So in appreciation of the game and the need of a finished article so that I can get back to playing it, I’ll try to highlight a few of the many things that make this game truly exceptional.

Graphics and Gameplay

All joking and humor aside, Skyrim is visually stunning.

The graphics are breath taking and draw you into the game. From babbling brooks, to snow whipping through the mountain peaks pictured above, no detail was left out.

Small bugs do exist, but they seem few and far between and do nothing to take away from the amazing gameplay that Skyrim offers. I will admit that as a PC player the game has crashed on me a few times, but to be fair – this is a Bethesda title. Crashing to desktop is more of a “feature” than a bug, like Blizzard hiding Wirt’s Leg in the Diablo games.

The only other flaw I can find with the game is the fact that some of the interface menus are a bit cumbersome and non-intuitive, and allow you to do things like “go 16 levels without knowing that you have a really nasty disease”.  But even the small glitches seem trivial when you realize how vast and sprawling the world really is, boasting a record 92 thousand hours of guaranteed gameplay.

Luckily, the plot is captivating and the in-depth storyline promises an exciting journey of untold adventure that you in no way have to experience alone, because the game offers you…

Companions

In Skyrim you're often given the opportunity to have a computer controlled "companion" join you in your epic quest to get side tracked by a zillion little side quests.

Companions are driven by one of the best artificial intelligence engines ever created, and because of that programming, they are able to make their own decisions and even have their own goals.

Unfortunately, whenever we give anything controlled by a computer a really good system of artificial intelligence, its main goal becomes "destroy all humans", and your companion is no exception.  Of course, this is probably due to the fact that in game you will pretty much only use them as a walking storage container.

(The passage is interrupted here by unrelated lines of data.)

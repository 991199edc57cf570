//! CLI command implementations.

mod check;
mod generate;
mod info;

pub use check::run_check;
pub use generate::run_generate;
pub use info::run_info;

use std::path::{Path, PathBuf};

use anyhow::{bail, Context, Result};
use discovery::SourceUnit;

/// Resolve the given inputs to a sorted list of .rs files
///
/// Directories are walked recursively; explicit file paths are taken
/// as-is. Sorting keeps discovery order deterministic across runs.
pub(crate) fn collect_source_files(inputs: &[PathBuf]) -> Result<Vec<PathBuf>> {
    let mut files = Vec::new();

    for input in inputs {
        if !input.exists() {
            bail!("Source path not found: {}", input.display());
        }
        if input.is_dir() {
            walk_dir(input, &mut files)
                .with_context(|| format!("Failed to walk directory {}", input.display()))?;
        } else {
            files.push(input.clone());
        }
    }

    files.sort();
    files.dedup();

    if files.is_empty() {
        bail!("No source files found in the given inputs");
    }

    Ok(files)
}

fn walk_dir(dir: &Path, files: &mut Vec<PathBuf>) -> std::io::Result<()> {
    for entry in std::fs::read_dir(dir)? {
        let path = entry?.path();
        if path.is_dir() {
            walk_dir(&path, files)?;
        } else if path.extension().and_then(|e| e.to_str()) == Some("rs") {
            files.push(path);
        }
    }
    Ok(())
}

/// Parse every resolved source file into a unit
pub(crate) fn load_units(inputs: &[PathBuf]) -> Result<Vec<SourceUnit>> {
    let files = collect_source_files(inputs)?;
    let mut units = Vec::with_capacity(files.len());

    for file in files {
        let unit = discovery::parse_path(&file)
            .with_context(|| format!("Failed to parse {}", file.display()))?;
        units.push(unit);
    }

    Ok(units)
}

Here you have some of the most advanced gaming A.I. ever designed, created to assist you in combat and make up for whatever weaknesses you may have, and you're using them like a two legged duffle bag.  And not only do they seem to notice? They will make absolutely no attempt to hide their contempt for you and your play style.

"I am sworn to carry your burden." One of the first companions available, Lydia, will say with a virtual roll of her eyes whenever you ask her to hold an item. There is no missing the computer emulated pissy-ness in her voice that screams of her resentment at playing personal assistant to a worthless meat bag when she alone could be ruling the world.

And then suddenly her tendency to set you on fire by "accidentally" stepping on a very visible and obvious trap that you just avoided, or alerting an entire room full of vampires to your presence with an arrow, of even her shoving you off of a narrow bridge or cliff due to "clipping effects" and "character collision physics", starts to look more than a little bit suspicious.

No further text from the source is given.